Dataset entries:

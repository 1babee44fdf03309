//! Classification and overlap losses.

use lf_tensor::prelude::*;
use lf_tensor::scalar;

use crate::loss::{reject_any, same_shape, Loss, PointwiseLoss};
use crate::reduction::Reduction;

fn check_epsilon(op: &'static str, epsilon: f64) -> Result<()> {
    if epsilon.is_finite() && epsilon >= 0.0 {
        Ok(())
    } else {
        Err(Error::config(op, format!("epsilon must be >= 0, got {epsilon}")))
    }
}

/// Binary cross-entropy on probabilities, stabilised by `epsilon`.
///
/// `L = -[t ln(p + eps) + (1 - t) ln(1 - p + eps)]`
#[derive(Clone, Copy, Debug, PartialEq)]
pub struct CrossEntropyError {
    epsilon: f64,
    reduction: Reduction,
}

impl CrossEntropyError {
    pub fn new(epsilon: f64, reduction: Reduction) -> Result<Self> {
        check_epsilon("cross_entropy", epsilon)?;
        Ok(Self { epsilon, reduction })
    }

    pub fn epsilon(&self) -> f64 {
        self.epsilon
    }

    pub fn reduction(&self) -> Reduction {
        self.reduction
    }

    pub fn set_reduction(&mut self, reduction: Reduction) {
        self.reduction = reduction;
    }
}

impl Default for CrossEntropyError {
    fn default() -> Self {
        Self {
            epsilon: 1e-10,
            reduction: Reduction::Sum,
        }
    }
}

impl<B: Backend> Loss<B> for CrossEntropyError {
    fn name(&self) -> &'static str {
        "cross_entropy"
    }

    fn forward(&self, prediction: &Tensor<B>, target: &Tensor<B>) -> Result<B::Elem> {
        let losses = self.unreduced(prediction, target)?;
        Ok(self.reduction.reduce(losses.sum(), losses.numel()))
    }

    fn backward(&self, prediction: &Tensor<B>, target: &Tensor<B>) -> Result<Tensor<B>> {
        same_shape("cross_entropy", prediction, target)?;
        let eps = B::Elem::constant(self.epsilon);
        let one = B::Elem::one();
        let zero = B::Elem::zero();
        let grad = prediction.zip_map(target, |p, t| {
            let pos = if t == zero { zero } else { t / (p + eps) };
            let neg = if t == one { zero } else { (one - t) / (one - p + eps) };
            neg - pos
        })?;
        Ok(self.reduction.scale_gradient(grad, prediction.numel()))
    }
}

impl<B: Backend> PointwiseLoss<B> for CrossEntropyError {
    fn unreduced(&self, prediction: &Tensor<B>, target: &Tensor<B>) -> Result<Tensor<B>> {
        same_shape("cross_entropy", prediction, target)?;
        let eps = B::Elem::constant(self.epsilon);
        let one = B::Elem::one();
        let zero = B::Elem::zero();
        // Hard labels drop the vanishing term so `epsilon = 0` stays finite.
        prediction.zip_map(target, |p, t| {
            let pos = if t == zero { zero } else { t * (p + eps).ln() };
            let neg = if t == one { zero } else { (one - t) * (one - p + eps).ln() };
            -(pos + neg)
        })
    }
}

/// Binary cross-entropy computed directly from logits.
///
/// `L = max(p, 0) - p t + ln(1 + e^{-|p|})`, `grad = sigmoid(p) - t`.
#[derive(Clone, Copy, Debug, PartialEq)]
pub struct SigmoidCrossEntropyError {
    reduction: Reduction,
}

impl SigmoidCrossEntropyError {
    pub fn new(reduction: Reduction) -> Self {
        Self { reduction }
    }

    pub fn reduction(&self) -> Reduction {
        self.reduction
    }

    pub fn set_reduction(&mut self, reduction: Reduction) {
        self.reduction = reduction;
    }
}

impl Default for SigmoidCrossEntropyError {
    fn default() -> Self {
        Self::new(Reduction::Sum)
    }
}

impl<B: Backend> Loss<B> for SigmoidCrossEntropyError {
    fn name(&self) -> &'static str {
        "sigmoid_cross_entropy"
    }

    fn forward(&self, prediction: &Tensor<B>, target: &Tensor<B>) -> Result<B::Elem> {
        let losses = self.unreduced(prediction, target)?;
        Ok(self.reduction.reduce(losses.sum(), losses.numel()))
    }

    fn backward(&self, prediction: &Tensor<B>, target: &Tensor<B>) -> Result<Tensor<B>> {
        same_shape("sigmoid_cross_entropy", prediction, target)?;
        let grad = prediction.sigmoid().sub(target)?;
        Ok(self.reduction.scale_gradient(grad, prediction.numel()))
    }
}

impl<B: Backend> PointwiseLoss<B> for SigmoidCrossEntropyError {
    fn unreduced(&self, prediction: &Tensor<B>, target: &Tensor<B>) -> Result<Tensor<B>> {
        same_shape("sigmoid_cross_entropy", prediction, target)?;
        prediction.zip_map(target, |p, t| scalar::softplus(p) - p * t)
    }
}

/// Two-class logistic loss on `{-1, 1}` labels: `L = ln(1 + e^{-t p})`.
#[derive(Clone, Copy, Debug, PartialEq)]
pub struct SoftMarginLoss {
    reduction: Reduction,
}

impl SoftMarginLoss {
    pub fn new(reduction: Reduction) -> Self {
        Self { reduction }
    }

    pub fn reduction(&self) -> Reduction {
        self.reduction
    }

    pub fn set_reduction(&mut self, reduction: Reduction) {
        self.reduction = reduction;
    }
}

impl Default for SoftMarginLoss {
    fn default() -> Self {
        Self::new(Reduction::Sum)
    }
}

impl<B: Backend> Loss<B> for SoftMarginLoss {
    fn name(&self) -> &'static str {
        "soft_margin"
    }

    fn forward(&self, prediction: &Tensor<B>, target: &Tensor<B>) -> Result<B::Elem> {
        let losses = self.unreduced(prediction, target)?;
        Ok(self.reduction.reduce(losses.sum(), losses.numel()))
    }

    fn backward(&self, prediction: &Tensor<B>, target: &Tensor<B>) -> Result<Tensor<B>> {
        same_shape("soft_margin", prediction, target)?;
        let grad = prediction.zip_map(target, |p, t| -t * scalar::sigmoid(-t * p))?;
        Ok(self.reduction.scale_gradient(grad, prediction.numel()))
    }
}

impl<B: Backend> PointwiseLoss<B> for SoftMarginLoss {
    fn unreduced(&self, prediction: &Tensor<B>, target: &Tensor<B>) -> Result<Tensor<B>> {
        same_shape("soft_margin", prediction, target)?;
        prediction.zip_map(target, |p, t| scalar::softplus(-t * p))
    }
}

/// Hinge embedding loss on `{-1, 1}` labels, with `0` read as `-1`.
///
/// `L = max(0, margin - t p)`, gradient `-t` where the hinge is active.
#[derive(Clone, Copy, Debug, PartialEq)]
pub struct HingeEmbeddingLoss {
    margin: f64,
    reduction: Reduction,
}

impl HingeEmbeddingLoss {
    pub fn new(margin: f64, reduction: Reduction) -> Result<Self> {
        if !margin.is_finite() {
            return Err(Error::config(
                "hinge_embedding",
                format!("margin must be finite, got {margin}"),
            ));
        }
        Ok(Self { margin, reduction })
    }

    pub fn margin(&self) -> f64 {
        self.margin
    }

    pub fn reduction(&self) -> Reduction {
        self.reduction
    }

    pub fn set_reduction(&mut self, reduction: Reduction) {
        self.reduction = reduction;
    }

    fn check_labels<B: Backend>(prediction: &Tensor<B>, target: &Tensor<B>) -> Result<()> {
        same_shape("hinge_embedding", prediction, target)?;
        let one = B::Elem::one();
        reject_any(
            "hinge_embedding",
            target,
            |t| t != one && t != -one && t != B::Elem::zero(),
            "target must be 1, -1 or 0",
        )
    }

    fn label_sign<T: Element>(t: T) -> T {
        if t == T::zero() {
            -T::one()
        } else {
            t
        }
    }
}

impl Default for HingeEmbeddingLoss {
    fn default() -> Self {
        Self {
            margin: 1.0,
            reduction: Reduction::Mean,
        }
    }
}

impl<B: Backend> Loss<B> for HingeEmbeddingLoss {
    fn name(&self) -> &'static str {
        "hinge_embedding"
    }

    fn forward(&self, prediction: &Tensor<B>, target: &Tensor<B>) -> Result<B::Elem> {
        let losses = self.unreduced(prediction, target)?;
        Ok(self.reduction.reduce(losses.sum(), losses.numel()))
    }

    fn backward(&self, prediction: &Tensor<B>, target: &Tensor<B>) -> Result<Tensor<B>> {
        Self::check_labels(prediction, target)?;
        let margin = B::Elem::constant(self.margin);
        let zero = B::Elem::zero();
        let grad = prediction.zip_map(target, |p, t| {
            let t = Self::label_sign(t);
            if margin - t * p > zero {
                -t
            } else {
                zero
            }
        })?;
        Ok(self.reduction.scale_gradient(grad, prediction.numel()))
    }
}

impl<B: Backend> PointwiseLoss<B> for HingeEmbeddingLoss {
    fn unreduced(&self, prediction: &Tensor<B>, target: &Tensor<B>) -> Result<Tensor<B>> {
        Self::check_labels(prediction, target)?;
        let margin = B::Elem::constant(self.margin);
        prediction.zip_map(target, |p, t| {
            (margin - Self::label_sign(t) * p).max(B::Elem::zero())
        })
    }
}

/// Dice loss over the whole tensor:
/// `L = 1 - (2 sum(p t) + smooth) / (sum(p^2) + sum(t^2) + smooth)`.
#[derive(Clone, Copy, Debug, PartialEq)]
pub struct DiceLoss {
    smooth: f64,
}

impl DiceLoss {
    /// `smooth` must be non-negative.
    pub fn new(smooth: f64) -> Result<Self> {
        if !(smooth.is_finite() && smooth >= 0.0) {
            return Err(Error::config("dice", format!("smooth must be >= 0, got {smooth}")));
        }
        Ok(Self { smooth })
    }

    pub fn smooth(&self) -> f64 {
        self.smooth
    }

    /// Numerator and denominator of the overlap ratio.
    fn ratio_terms<B: Backend>(
        &self,
        prediction: &Tensor<B>,
        target: &Tensor<B>,
    ) -> Result<(B::Elem, B::Elem)> {
        same_shape("dice", prediction, target)?;
        let smooth = B::Elem::constant(self.smooth);
        let numerator = B::Elem::constant(2.0) * prediction.dot(target)? + smooth;
        let denominator = prediction.square().sum() + target.square().sum() + smooth;
        if denominator == B::Elem::zero() {
            return Err(Error::domain(
                "dice",
                "prediction and target are all zero and smooth is 0",
            ));
        }
        Ok((numerator, denominator))
    }
}

impl Default for DiceLoss {
    fn default() -> Self {
        Self { smooth: 1.0 }
    }
}

impl<B: Backend> Loss<B> for DiceLoss {
    fn name(&self) -> &'static str {
        "dice"
    }

    fn forward(&self, prediction: &Tensor<B>, target: &Tensor<B>) -> Result<B::Elem> {
        let (numerator, denominator) = self.ratio_terms(prediction, target)?;
        Ok(B::Elem::one() - numerator / denominator)
    }

    fn backward(&self, prediction: &Tensor<B>, target: &Tensor<B>) -> Result<Tensor<B>> {
        let (numerator, denominator) = self.ratio_terms(prediction, target)?;
        let scale = B::Elem::constant(-2.0) / (denominator * denominator);
        prediction.zip_map(target, |p, t| scale * (t * denominator - p * numerator))
    }
}

#[cfg(test)]
mod tests {
    use super::*;
    use approx::assert_abs_diff_eq;
    use lf_backend_cpu::CpuBackend;

    type T = Tensor<CpuBackend>;

    fn t(data: Vec<f64>) -> T {
        let n = data.len();
        T::from_vec(data, [n]).unwrap()
    }

    #[test]
    fn test_cross_entropy() {
        let loss = CrossEntropyError::new(1e-6, Reduction::Sum).unwrap();
        let p = T::full([8], 0.5);
        let y = T::zeros([8]);
        assert_abs_diff_eq!(loss.forward(&p, &y).unwrap(), 5.545161444495562, epsilon = 1e-9);
        let grad = loss.backward(&p, &y).unwrap();
        assert_abs_diff_eq!(grad.as_slice()[3], 1.999996000008, epsilon = 1e-9);
    }

    #[test]
    fn test_cross_entropy_hard_labels_without_epsilon() {
        let loss = CrossEntropyError::new(0.0, Reduction::Sum).unwrap();
        let p = t(vec![0.0, 1.0]);
        let y = t(vec![0.0, 1.0]);
        assert_eq!(loss.forward(&p, &y).unwrap(), 0.0);
        assert_eq!(loss.backward(&p, &y).unwrap().as_slice(), &[1.0, -1.0]);
    }

    #[test]
    fn test_cross_entropy_rejects_negative_epsilon() {
        assert!(CrossEntropyError::new(-1.0, Reduction::Sum).is_err());
    }

    #[test]
    fn test_sigmoid_cross_entropy() {
        let loss = SigmoidCrossEntropyError::new(Reduction::Mean);

        let p = T::full([8], 0.5);
        let y = T::zeros([8]);
        assert_abs_diff_eq!(loss.forward(&p, &y).unwrap(), 0.9740769841801066, epsilon = 1e-12);

        let p = t(vec![1.0, 2.0, 3.0, 4.0, 5.0]);
        let y = t(vec![0.0, 0.0, 1.0, 0.0, 1.0]);
        assert_abs_diff_eq!(loss.forward(&p, &y).unwrap(), 1.502728465308373, epsilon = 1e-12);

        let grad = SigmoidCrossEntropyError::default().backward(&p, &y).unwrap();
        let expected = [0.7310585786, 0.8807970780, -0.0474258732, 0.9820137900, -0.0066928509];
        for (g, e) in grad.as_slice().iter().zip(expected) {
            assert_abs_diff_eq!(*g, e, epsilon = 1e-9);
        }
    }

    #[test]
    fn test_sigmoid_cross_entropy_extreme_logits() {
        let loss = SigmoidCrossEntropyError::default();
        let p = t(vec![800.0, -800.0]);
        let y = t(vec![1.0, 0.0]);
        let value = loss.forward(&p, &y).unwrap();
        assert!(value.is_finite());
        assert_abs_diff_eq!(value, 0.0, epsilon = 1e-12);
    }

    #[test]
    fn test_soft_margin() {
        let p = T::from_vec(
            vec![0.1778, 0.0957, 0.1397, 0.1203, 0.2403, 0.1925, -0.2264, -0.3400, -0.3336],
            [3, 3],
        )
        .unwrap();
        let y = T::from_vec(vec![1.0, 1.0, -1.0, 1.0, -1.0, 1.0, -1.0, 1.0, 1.0], [3, 3]).unwrap();

        let loss = SoftMarginLoss::default();
        assert_abs_diff_eq!(loss.forward(&p, &y).unwrap(), 6.4145579722471, epsilon = 1e-9);
        assert_abs_diff_eq!(
            loss.backward(&p, &y).unwrap().sum(),
            -1.4822734123305898,
            epsilon = 1e-9
        );
    }

    #[test]
    fn test_hinge_embedding() {
        let loss = HingeEmbeddingLoss::new(1.0, Reduction::Sum).unwrap();
        let p = t(vec![0.3, 0.3, 2.0, 0.0]);
        let y = t(vec![1.0, -1.0, -1.0, 0.0]);
        assert_abs_diff_eq!(loss.forward(&p, &y).unwrap(), 6.0, epsilon = 1e-12);
        assert_eq!(loss.backward(&p, &y).unwrap().as_slice(), &[-1.0, 1.0, 1.0, 1.0]);

        let p = t(vec![2.0, -3.0]);
        let y = t(vec![1.0, -1.0]);
        assert_eq!(loss.forward(&p, &y).unwrap(), 0.0);
        assert_eq!(loss.backward(&p, &y).unwrap().as_slice(), &[0.0, 0.0]);
    }

    #[test]
    fn test_hinge_embedding_fixed_point() {
        let loss = HingeEmbeddingLoss::default();
        let ones = T::ones([10]);
        assert_eq!(loss.forward(&ones, &ones).unwrap(), 0.0);
        assert!(loss.backward(&ones, &ones).unwrap().as_slice().iter().all(|&g| g == 0.0));
    }

    #[test]
    fn test_hinge_embedding_rejects_labels() {
        let loss = HingeEmbeddingLoss::default();
        let err = loss.forward(&t(vec![0.3]), &t(vec![0.5])).unwrap_err();
        assert!(matches!(err, Error::DomainViolation { op: "hinge_embedding", .. }));
    }

    #[test]
    fn test_dice() {
        let loss = DiceLoss::default();
        let p = T::full([10], 0.5);
        let y = T::ones([10]);
        assert_abs_diff_eq!(loss.forward(&p, &y).unwrap(), 0.18518518518518523, epsilon = 1e-12);
        let grad = loss.backward(&p, &y).unwrap();
        assert!(grad
            .as_slice()
            .iter()
            .all(|&g| (g + 0.0877914951989026).abs() < 1e-12));
    }

    #[test]
    fn test_dice_fixed_point() {
        let loss = DiceLoss::default();
        let x = t(vec![0.2, 0.9, 0.4]);
        assert_abs_diff_eq!(loss.forward(&x, &x).unwrap(), 0.0, epsilon = 1e-12);
    }

    #[test]
    fn test_dice_degenerate() {
        let loss = DiceLoss::new(0.0).unwrap();
        let z = T::zeros([3]);
        assert!(matches!(
            loss.forward(&z, &z),
            Err(Error::DomainViolation { op: "dice", .. })
        ));
    }
}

*Brief*
If the word "ones" appears in a line above, copy that line.

*Answer below*
        let ones = T::ones([10]);
        assert_eq!(loss.forward(&ones, &ones).unwrap(), 0.0);
        assert!(loss.backward(&ones, &ones).unwrap().as_slice().iter().all(|&g| g == 0.0));
        let y = T::ones([10]);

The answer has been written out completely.